EXERCISE OBJECTIVE
Throughout the listing below, show every line in which "info" occurs.
Segment Start: ENTRIES PROVIDED
impl GameClient {
    pub fn new(config: ClientConfig) -> io::Result<Self> {
        let transport = UdpTransport::bind("0.0.0.0:0")?;
        let now = Instant::now();

        Ok(Self {
            transport,
            connection: None,
            world: ReplicatedWorld::new(config.interpolation_window.as_secs_f32()),
            prediction: ClientPrediction::new(),
            state: ConnectionState::Disconnected,
            client_id: None,
            entity_id: None,
            input: InputState::default(),
            input_sequence: 0,
            last_input_time: now,
            last_heartbeat_time: now,
            connect_started: None,
            snapshot_received: false,
            last_update: None,
            start_time: now,
            events: VecDeque::new(),
            config,
        })
    }

    /// Simulates loss and latency on this client's socket.
    pub fn set_packet_conditions(&mut self, conditions: PacketConditions) {
        self.transport.set_conditions(conditions, self.config.seed);
    }

    /// Resolves `host` and starts the handshake. Resolution failures are
    /// reported as [`ClientEvent::ConnectionFailed`].
    pub fn connect(&mut self, host: &str, port: u16, player_name: &str) {
        let resolved = (host, port)
            .to_socket_addrs()
            .map(|mut addrs| addrs.find(SocketAddr::is_ipv4));

        match resolved {
            Ok(Some(addr)) => self.connect_to(addr, player_name, Instant::now()),
            Ok(None) => self.fail(format!("No IPv4 address for {host}")),
            Err(e) => self.fail(format!("Could not resolve {host}: {e}")),
        }
    }

    pub fn connect_to(&mut self, server_addr: SocketAddr, player_name: &str, now: Instant) {
        log::info!("Connecting to {server_addr} as {player_name}");
        self.reset();

        self.connection =
            Some(Connection::new(server_addr, 0, now).with_timeout(self.config.connection_timeout));
        self.state = ConnectionState::Connecting;
        self.connect_started = Some(now);

        self.send(
            &Message::ConnectRequest {
                protocol_version: PROTOCOL_VERSION,
                player_name: player_name.to_string(),
            },
            now,
        );
        self.transport.flush(now);
    }

    /// Tells the server we are leaving and drops all replicated state.
    pub fn disconnect(&mut self) {
        if self.state == ConnectionState::Disconnected {
            return;
        }

        let now = Instant::now();
        self.send(
            &Message::Disconnect {
                reason: "Client disconnected".into(),
            },
            now,
        );
        self.transport.flush(now);

        self.reset();
        self.events.push_back(ClientEvent::Disconnected {
            reason: "Client disconnected".into(),
        });
    }

    fn reset(&mut self) {
        self.state = ConnectionState::Disconnected;
        self.connection = None;
        self.client_id = None;
        self.entity_id = None;
        self.world.clear();
        self.prediction.clear();
        self.input = InputState::default();
        self.input_sequence = 0;
        self.connect_started = None;
        self.snapshot_received = false;
    }

    fn fail(&mut self, reason: String) {
        log::warn!("Connection failed: {reason}");
        self.reset();
        self.events.push_back(ClientEvent::ConnectionFailed { reason });
    }

    fn lose_connection(&mut self, reason: String) {
        log::info!("Disconnected: {reason}");
        self.reset();
        self.events.push_back(ClientEvent::Disconnected { reason });
    }

    /// Latest stick state; sent with the next input tick.
    pub fn set_input(&mut self, move_input: Vec2, aim_input: Vec2, shoot: bool) {
        self.input.set(move_input, aim_input, shoot);
    }

    /// One frame: read the network, send inputs and heartbeats, retransmit,
    /// and advance interpolation.
    pub fn update(&mut self, now: Instant) {
        let dt = self
            .last_update
            .map_or(0.0, |last| now.saturating_duration_since(last).as_secs_f32());
        self.last_update = Some(now);

        self.process_network(now);

        match self.state {
            ConnectionState::Disconnected => {}
            ConnectionState::Connecting => {
                let timed_out = self
                    .connect_started
                    .is_some_and(|started| now.saturating_duration_since(started) > self.config.connect_timeout);
                if timed_out {
                    self.fail("Connection timed out".into());
                }
            }
            ConnectionState::Connected | ConnectionState::InGame => {
                let live = self.connection.as_mut().is_some_and(|conn| conn.update(now));
                if !live {
                    self.lose_connection("Connection timed out".into());
                } else {
                    self.send_input_if_due(now);
                    self.send_heartbeat_if_due(now);
                }
            }
        }

        self.send_resends(now);
        self.world.advance(dt);
        self.transport.flush(now);
    }

    fn send_input_if_due(&mut self, now: Instant) {
        let interval = self.config.input_interval();
        if now.saturating_duration_since(self.last_input_time) < interval {
            return;
        }
        self.last_input_time = now;

        self.input_sequence += 1;
        let input = self.input.take_input(self.input_sequence, self.world.latest_tick());

        if self.world.local_entity().is_some_and(|e| e.alive) {
            self.prediction.apply_input(
                Vec2::new(input.move_x, input.move_y),
                Vec2::new(input.aim_x, input.aim_y),
                interval.as_secs_f32(),
            );
        }

        self.send(&Message::PlayerInput(input), now);
    }

    fn send_heartbeat_if_due(&mut self, now: Instant) {
        if now.saturating_duration_since(self.last_heartbeat_time) < self.config.heartbeat_interval {
            return;
        }
        self.last_heartbeat_time = now;

        let timestamp_ms = now.saturating_duration_since(self.start_time).as_millis() as u32;
        self.send(&Message::Heartbeat { timestamp_ms }, now);
    }

    fn send_resends(&mut self, now: Instant) {
        let Some(conn) = self.connection.as_mut() else {
            return;
        };
        let addr = conn.addr;
        for packet in conn.collect_resends(now) {
            queue_packet(&self.transport, &packet, addr);
        }
    }

    fn send(&mut self, message: &Message, now: Instant) {
        let Some(conn) = self.connection.as_mut() else {
            return;
        };
        match conn.build_packet(message, now) {
            Ok(packet) => queue_packet(&self.transport, &packet, conn.addr),
            Err(e) => log::warn!("Cannot send {:?}: {e}", message.message_type()),
        }
    }

    fn process_network(&mut self, now: Instant) {
        for (data, addr) in self.transport.drain_received() {
            let Some(conn) = self.connection.as_mut().filter(|conn| conn.addr == addr) else {
                log::trace!("Ignoring datagram from {addr}");
                continue;
            };

            let packet = match Packet::deserialize(&data) {
                Ok(packet) => packet,
                Err(e) => {
                    log::trace!("Dropping datagram from {addr}: {e}");
                    continue;
                }
            };
            if !conn.receive(&packet, now) {
                continue;
            }

            match Message::decode(packet.message_type(), &packet.payload) {
                Ok(message) => self.handle_message(message),
                Err(e) => log::debug!("Ignoring message from server: {e}"),
            }
        }
    }

    fn handle_message(&mut self, message: Message) {
        match message {
            Message::ConnectAccept {
                client_id,
                server_tick,
                player_entity_id,
            } => {
                if self.state != ConnectionState::Connecting {
                    return;
                }
                log::info!("Connected as client {client_id} (entity {player_entity_id}, tick {server_tick})");
                self.state = ConnectionState::Connected;
                self.client_id = Some(client_id);
                self.entity_id = Some(player_entity_id);
                self.connect_started = None;
                self.world.set_local_entity(Some(player_entity_id));
                self.events.push_back(ClientEvent::Connected {
                    client_id,
                    entity_id: player_entity_id,
                });

                // The unreliable initial snapshot can overtake a resent accept.
                if let Some(local) = self.world.local_entity() {
                    self.prediction
                        .initialize(local.target_position(), local.target_rotation());
                }
                if self.snapshot_received {
                    self.enter_game();
                }
            }
            Message::ConnectReject { reason } => {
                if self.state == ConnectionState::Connecting {
                    self.fail(reason);
                }
            }
            Message::Disconnect { reason } => self.lose_connection(reason),
            Message::Snapshot(snapshot) => self.handle_snapshot(&snapshot),
            Message::DeltaUpdate(delta) => self.handle_delta(&delta),
            Message::EntitySpawn(spawn) => {
                if !self.world.spawn(&spawn) {
                    return;
                }
                log::debug!("Spawned {:?} {}", spawn.kind, spawn.entity_id);
                if self.entity_id == Some(spawn.entity_id) {
                    self.prediction.initialize(spawn.position, spawn.rotation);
                }
                self.events.push_back(ClientEvent::EntitySpawned {
                    entity_id: spawn.entity_id,
                    kind: spawn.kind,
                });
            }
            Message::EntityDespawn { entity_id } => {
                if self.world.despawn(entity_id) {
                    log::debug!("Despawned entity {entity_id}");
                    self.events.push_back(ClientEvent::EntityDespawned { entity_id });
                }
            }
            Message::PlayerDamage {
                target_id,
                source_id,
                damage,
                new_health,
            } => {
                self.world.set_health(target_id, new_health);
                self.events.push_back(ClientEvent::Damaged {
                    target_id,
                    source_id,
                    damage,
                    new_health,
                });
            }
            Message::PlayerDeath {
                player_id,
                killer_id,
            } => {
                self.world.mark_dead(player_id);
                self.events.push_back(ClientEvent::Died {
                    player_id,
                    killer_id,
                });
            }
            Message::PlayerRespawn {
                player_id,
                position,
            } => {
                self.world.respawn(player_id, position);
                if self.entity_id == Some(player_id) {
                    self.prediction.initialize(position, 0.0);
                }
                self.events.push_back(ClientEvent::Respawned {
                    player_id,
                    position,
                });
            }
            Message::ProjectileSpawn {
                projectile_id,
                owner_id,
                position,
                velocity,
            } => {
                let owner_position =
                    (self.entity_id == Some(owner_id)).then(|| self.prediction.position());
                if self
                    .world
                    .spawn_projectile(projectile_id, owner_id, position, velocity, owner_position)
                {
                    self.events.push_back(ClientEvent::ProjectileSpawned {
                        projectile_id,
                        owner_id,
                        position,
                        velocity,
                    });
                }
            }
            Message::Heartbeat { .. } => {}
            other => log::debug!("Unexpected {:?} from server", other.message_type()),
        }
    }

    /// Applied in every state that has a server, so walls sent before the
    /// accept arrives are kept.
    fn handle_snapshot(&mut self, snapshot: &Snapshot) {
        let changes = self.world.apply_snapshot(snapshot);
        for &(entity_id, kind) in &changes.spawned {
            self.events.push_back(ClientEvent::EntitySpawned { entity_id, kind });
        }
        for &entity_id in &changes.removed {
            self.events.push_back(ClientEvent::EntityDespawned { entity_id });
        }

        let local_spawned = self
            .entity_id
            .is_some_and(|id| changes.spawned.iter().any(|&(spawned, _)| spawned == id));
        if local_spawned {
            if let Some(local) = self.world.local_entity() {
                self.prediction.initialize(local.position, local.rotation);
            }
        } else if changes.local_updated {
            self.reconcile();
        }

        self.snapshot_received = true;
        if self.state == ConnectionState::Connected {
            self.enter_game();
        }
    }

    fn enter_game(&mut self) {
        log::info!("Entered game ({} entities)", self.world.len());
        self.state = ConnectionState::InGame;
    }

    fn handle_delta(&mut self, delta: &DeltaUpdate) {
        if self.world.apply_delta(delta) {
            self.reconcile();
        }
    }

    fn reconcile(&mut self) {
        if let Some(local) = self.world.local_entity().filter(|e| e.alive) {
            self.prediction
                .reconcile(local.target_position(), local.target_rotation());
        }
    }

    pub fn drain_events(&mut self) -> impl Iterator<Item = ClientEvent> + '_ {
        self.events.drain(..)
    }

    pub fn state(&self) -> ConnectionState {
        self.state
    }

    pub fn client_id(&self) -> Option<u32> {
        self.client_id
    }

    pub fn local_entity_id(&self) -> Option<u32> {
        self.entity_id
    }

    pub fn local_addr(&self) -> SocketAddr {
        self.transport.local_addr()
    }

    pub fn entity(&self, entity_id: u32) -> Option<&RemoteEntity> {
        self.world.get(entity_id)
    }

    pub fn entities(&self) -> impl Iterator<Item = &RemoteEntity> {
        self.world.iter()
    }

    /// Pose to draw for the local tank.
    pub fn predicted_position(&self) -> Vec3 {
        self.prediction.position()
    }

    pub fn predicted_rotation(&self) -> f32 {
        self.prediction.rotation()
    }

    pub fn server_tick(&self) -> u32 {
        self.world.latest_tick()
    }

    pub fn rtt_ms(&self) -> f32 {
        self.connection.as_ref().map_or(0.0, Connection::rtt_ms)
    }

    pub fn stats(&self) -> &NetworkStats {
        self.transport.stats()
    }

    pub fn input_interval(&self) -> Duration {
        self.config.input_interval()
    }
}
Segment End: ENTRIES PROVIDED
OUTPUT
        log::info!("Connecting to {server_addr} as {player_name}");
        log::info!("Disconnected: {reason}");
                log::info!("Connected as client {client_id} (entity {player_entity_id}, tick {server_tick})");
        log::info!("Entered game ({} entities)", self.world.len());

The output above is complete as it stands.